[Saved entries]

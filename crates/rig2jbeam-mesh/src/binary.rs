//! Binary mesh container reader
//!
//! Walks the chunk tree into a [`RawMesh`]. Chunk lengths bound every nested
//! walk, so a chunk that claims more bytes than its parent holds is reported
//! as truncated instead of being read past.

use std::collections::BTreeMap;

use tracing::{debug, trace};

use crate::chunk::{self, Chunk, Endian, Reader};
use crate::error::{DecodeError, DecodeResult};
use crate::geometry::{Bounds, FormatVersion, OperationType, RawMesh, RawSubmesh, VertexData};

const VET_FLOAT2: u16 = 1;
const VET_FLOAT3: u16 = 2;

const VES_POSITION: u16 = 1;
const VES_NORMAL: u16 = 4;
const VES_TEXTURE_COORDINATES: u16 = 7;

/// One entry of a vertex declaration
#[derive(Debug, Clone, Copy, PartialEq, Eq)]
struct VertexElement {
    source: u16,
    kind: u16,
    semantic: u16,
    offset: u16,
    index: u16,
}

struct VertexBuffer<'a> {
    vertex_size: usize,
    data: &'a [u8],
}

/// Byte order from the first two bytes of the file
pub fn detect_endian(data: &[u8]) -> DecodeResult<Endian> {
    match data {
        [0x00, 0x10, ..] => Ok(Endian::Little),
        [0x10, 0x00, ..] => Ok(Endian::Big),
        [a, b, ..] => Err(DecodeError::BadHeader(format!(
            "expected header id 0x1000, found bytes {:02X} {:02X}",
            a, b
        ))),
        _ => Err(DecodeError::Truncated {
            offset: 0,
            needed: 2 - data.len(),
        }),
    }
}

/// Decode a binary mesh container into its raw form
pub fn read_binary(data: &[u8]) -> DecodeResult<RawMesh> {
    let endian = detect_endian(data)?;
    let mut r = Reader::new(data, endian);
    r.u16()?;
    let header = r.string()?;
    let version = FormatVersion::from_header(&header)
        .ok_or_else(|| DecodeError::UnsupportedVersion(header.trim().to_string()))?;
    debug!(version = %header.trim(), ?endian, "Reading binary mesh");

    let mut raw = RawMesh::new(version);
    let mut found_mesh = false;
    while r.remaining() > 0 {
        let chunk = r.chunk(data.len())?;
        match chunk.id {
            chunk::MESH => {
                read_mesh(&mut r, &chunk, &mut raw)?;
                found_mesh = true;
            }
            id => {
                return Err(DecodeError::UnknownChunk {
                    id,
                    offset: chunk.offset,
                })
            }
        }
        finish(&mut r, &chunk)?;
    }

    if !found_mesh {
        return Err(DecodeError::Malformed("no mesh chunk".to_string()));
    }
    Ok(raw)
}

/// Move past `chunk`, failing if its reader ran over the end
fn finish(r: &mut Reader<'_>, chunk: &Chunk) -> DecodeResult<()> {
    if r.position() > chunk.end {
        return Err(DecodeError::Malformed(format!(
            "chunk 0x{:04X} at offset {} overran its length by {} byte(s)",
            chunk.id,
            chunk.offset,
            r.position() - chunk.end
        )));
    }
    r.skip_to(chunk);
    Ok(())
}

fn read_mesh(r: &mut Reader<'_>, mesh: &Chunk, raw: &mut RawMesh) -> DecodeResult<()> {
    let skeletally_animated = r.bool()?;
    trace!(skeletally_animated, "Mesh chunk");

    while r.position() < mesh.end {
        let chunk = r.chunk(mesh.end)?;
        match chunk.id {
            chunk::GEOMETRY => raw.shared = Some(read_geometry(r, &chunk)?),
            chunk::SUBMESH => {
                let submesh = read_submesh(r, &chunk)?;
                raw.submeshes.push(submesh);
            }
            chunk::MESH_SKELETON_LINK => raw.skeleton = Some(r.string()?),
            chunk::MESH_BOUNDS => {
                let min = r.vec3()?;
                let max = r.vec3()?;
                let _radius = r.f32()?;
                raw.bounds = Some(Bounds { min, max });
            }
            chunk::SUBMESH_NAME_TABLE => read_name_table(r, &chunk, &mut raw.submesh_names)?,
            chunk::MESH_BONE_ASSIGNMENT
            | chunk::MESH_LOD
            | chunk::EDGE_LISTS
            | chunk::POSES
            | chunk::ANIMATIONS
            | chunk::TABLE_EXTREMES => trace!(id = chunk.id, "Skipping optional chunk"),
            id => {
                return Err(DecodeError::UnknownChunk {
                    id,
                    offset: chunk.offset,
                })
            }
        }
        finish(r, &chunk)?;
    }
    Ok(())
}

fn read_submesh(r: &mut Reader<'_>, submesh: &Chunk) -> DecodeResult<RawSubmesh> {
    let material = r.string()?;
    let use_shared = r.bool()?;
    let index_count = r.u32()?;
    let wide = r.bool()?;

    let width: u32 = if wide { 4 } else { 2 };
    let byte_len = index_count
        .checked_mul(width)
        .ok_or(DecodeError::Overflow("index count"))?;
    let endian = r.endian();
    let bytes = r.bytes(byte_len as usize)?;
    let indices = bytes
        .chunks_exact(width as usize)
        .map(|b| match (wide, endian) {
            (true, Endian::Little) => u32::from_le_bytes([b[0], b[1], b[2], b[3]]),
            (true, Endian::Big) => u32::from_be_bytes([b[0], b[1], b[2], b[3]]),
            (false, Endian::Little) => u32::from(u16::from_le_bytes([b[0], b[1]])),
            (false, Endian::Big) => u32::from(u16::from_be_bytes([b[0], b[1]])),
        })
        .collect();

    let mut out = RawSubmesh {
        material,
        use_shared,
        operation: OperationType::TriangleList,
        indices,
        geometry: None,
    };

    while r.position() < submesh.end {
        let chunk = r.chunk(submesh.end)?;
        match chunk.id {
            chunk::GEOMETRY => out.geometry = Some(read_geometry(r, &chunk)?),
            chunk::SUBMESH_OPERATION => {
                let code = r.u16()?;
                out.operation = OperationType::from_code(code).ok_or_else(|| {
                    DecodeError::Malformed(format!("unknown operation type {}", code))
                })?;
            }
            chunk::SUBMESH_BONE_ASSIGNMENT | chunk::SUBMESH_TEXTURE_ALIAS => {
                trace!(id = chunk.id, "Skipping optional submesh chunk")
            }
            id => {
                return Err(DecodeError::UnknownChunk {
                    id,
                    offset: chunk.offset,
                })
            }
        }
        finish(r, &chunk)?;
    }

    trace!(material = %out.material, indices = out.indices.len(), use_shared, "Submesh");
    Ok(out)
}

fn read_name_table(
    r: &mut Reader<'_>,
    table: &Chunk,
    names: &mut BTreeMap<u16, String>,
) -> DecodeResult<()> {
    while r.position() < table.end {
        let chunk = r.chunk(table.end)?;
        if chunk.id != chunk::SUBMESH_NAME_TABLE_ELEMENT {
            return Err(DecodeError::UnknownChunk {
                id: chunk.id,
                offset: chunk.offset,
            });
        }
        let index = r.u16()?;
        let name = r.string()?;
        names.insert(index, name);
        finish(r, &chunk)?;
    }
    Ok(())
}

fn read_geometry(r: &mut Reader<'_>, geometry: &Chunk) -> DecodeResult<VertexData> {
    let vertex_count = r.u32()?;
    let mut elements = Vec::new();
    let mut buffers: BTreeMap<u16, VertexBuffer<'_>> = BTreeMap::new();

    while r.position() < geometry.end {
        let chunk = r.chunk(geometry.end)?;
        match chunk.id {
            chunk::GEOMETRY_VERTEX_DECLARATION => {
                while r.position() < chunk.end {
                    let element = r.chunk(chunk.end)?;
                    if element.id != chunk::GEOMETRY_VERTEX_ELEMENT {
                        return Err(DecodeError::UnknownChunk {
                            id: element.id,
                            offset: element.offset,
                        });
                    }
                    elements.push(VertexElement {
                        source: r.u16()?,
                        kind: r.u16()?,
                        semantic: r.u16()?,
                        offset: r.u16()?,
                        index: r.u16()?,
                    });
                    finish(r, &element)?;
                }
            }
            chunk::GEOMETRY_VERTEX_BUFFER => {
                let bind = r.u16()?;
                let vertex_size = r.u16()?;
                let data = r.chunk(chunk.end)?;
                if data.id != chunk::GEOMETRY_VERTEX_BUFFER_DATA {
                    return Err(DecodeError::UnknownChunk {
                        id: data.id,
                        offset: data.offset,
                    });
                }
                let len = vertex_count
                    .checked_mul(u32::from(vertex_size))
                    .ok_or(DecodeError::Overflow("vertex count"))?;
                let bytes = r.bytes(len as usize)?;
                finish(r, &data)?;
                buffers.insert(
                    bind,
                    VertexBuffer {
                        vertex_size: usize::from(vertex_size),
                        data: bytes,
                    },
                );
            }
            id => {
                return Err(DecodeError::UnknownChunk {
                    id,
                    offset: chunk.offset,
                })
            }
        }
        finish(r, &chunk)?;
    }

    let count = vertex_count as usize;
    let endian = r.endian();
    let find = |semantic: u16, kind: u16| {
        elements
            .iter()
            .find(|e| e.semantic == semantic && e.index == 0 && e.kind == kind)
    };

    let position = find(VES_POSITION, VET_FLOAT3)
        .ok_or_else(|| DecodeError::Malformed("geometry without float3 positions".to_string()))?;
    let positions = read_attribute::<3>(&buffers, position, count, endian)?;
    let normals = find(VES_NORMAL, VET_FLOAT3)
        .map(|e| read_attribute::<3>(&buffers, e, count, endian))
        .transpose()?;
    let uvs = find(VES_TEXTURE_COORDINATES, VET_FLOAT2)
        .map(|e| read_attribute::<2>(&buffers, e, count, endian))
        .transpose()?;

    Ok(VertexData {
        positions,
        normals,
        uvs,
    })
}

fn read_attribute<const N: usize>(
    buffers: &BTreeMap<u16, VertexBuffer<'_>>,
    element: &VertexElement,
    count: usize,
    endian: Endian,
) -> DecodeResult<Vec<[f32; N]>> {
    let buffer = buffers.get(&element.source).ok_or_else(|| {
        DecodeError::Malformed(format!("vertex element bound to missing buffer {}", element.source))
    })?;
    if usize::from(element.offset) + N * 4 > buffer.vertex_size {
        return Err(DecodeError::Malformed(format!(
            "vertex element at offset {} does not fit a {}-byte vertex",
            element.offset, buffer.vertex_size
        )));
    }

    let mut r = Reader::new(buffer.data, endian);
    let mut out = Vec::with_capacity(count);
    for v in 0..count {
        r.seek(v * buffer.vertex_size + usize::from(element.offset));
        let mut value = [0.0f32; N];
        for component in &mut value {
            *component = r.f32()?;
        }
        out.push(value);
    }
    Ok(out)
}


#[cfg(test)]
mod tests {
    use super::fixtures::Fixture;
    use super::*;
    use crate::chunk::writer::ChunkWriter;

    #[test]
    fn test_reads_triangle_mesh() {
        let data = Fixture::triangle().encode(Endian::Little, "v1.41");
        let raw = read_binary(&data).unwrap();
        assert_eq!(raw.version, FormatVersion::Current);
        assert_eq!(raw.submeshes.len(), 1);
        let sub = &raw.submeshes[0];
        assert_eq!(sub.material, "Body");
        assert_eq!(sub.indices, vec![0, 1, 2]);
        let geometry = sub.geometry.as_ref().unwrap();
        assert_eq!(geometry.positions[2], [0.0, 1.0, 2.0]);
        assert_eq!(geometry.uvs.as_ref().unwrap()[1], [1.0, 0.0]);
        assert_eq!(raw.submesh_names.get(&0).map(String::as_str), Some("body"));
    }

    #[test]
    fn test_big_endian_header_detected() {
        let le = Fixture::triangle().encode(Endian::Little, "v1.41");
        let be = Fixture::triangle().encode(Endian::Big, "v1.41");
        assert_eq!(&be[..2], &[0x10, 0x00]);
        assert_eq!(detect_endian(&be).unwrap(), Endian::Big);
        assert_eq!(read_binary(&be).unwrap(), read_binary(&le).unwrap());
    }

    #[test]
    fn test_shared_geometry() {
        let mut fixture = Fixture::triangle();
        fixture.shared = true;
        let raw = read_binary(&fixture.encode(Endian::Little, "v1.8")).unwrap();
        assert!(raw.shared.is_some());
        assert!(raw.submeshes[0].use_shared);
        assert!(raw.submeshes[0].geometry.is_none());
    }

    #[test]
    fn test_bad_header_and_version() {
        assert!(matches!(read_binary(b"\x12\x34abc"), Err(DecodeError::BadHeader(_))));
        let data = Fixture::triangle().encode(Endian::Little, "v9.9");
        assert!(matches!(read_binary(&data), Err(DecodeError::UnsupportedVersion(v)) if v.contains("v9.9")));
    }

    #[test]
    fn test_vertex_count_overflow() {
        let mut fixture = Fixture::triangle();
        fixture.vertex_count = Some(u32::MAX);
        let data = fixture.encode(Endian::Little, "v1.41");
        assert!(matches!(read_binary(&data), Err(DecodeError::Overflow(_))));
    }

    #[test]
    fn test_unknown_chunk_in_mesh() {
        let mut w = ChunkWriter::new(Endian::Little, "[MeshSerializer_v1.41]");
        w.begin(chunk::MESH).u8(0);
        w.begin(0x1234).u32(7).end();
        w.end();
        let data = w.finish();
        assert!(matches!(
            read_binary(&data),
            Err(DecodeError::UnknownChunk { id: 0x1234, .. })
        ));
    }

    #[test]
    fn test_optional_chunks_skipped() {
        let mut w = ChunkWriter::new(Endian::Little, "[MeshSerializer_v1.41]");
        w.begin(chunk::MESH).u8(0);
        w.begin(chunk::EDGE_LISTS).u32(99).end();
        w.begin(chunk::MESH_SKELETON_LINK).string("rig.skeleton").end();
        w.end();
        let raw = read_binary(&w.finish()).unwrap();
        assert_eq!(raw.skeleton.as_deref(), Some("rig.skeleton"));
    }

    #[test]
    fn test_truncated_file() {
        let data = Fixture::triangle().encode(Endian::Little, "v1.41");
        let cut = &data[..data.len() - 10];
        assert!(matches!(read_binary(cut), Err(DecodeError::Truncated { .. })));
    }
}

WHAT TO PRODUCE » Number of lines above holding "Skipping"? Give that number alone.

RESULT OF THIS EXERCISE » 2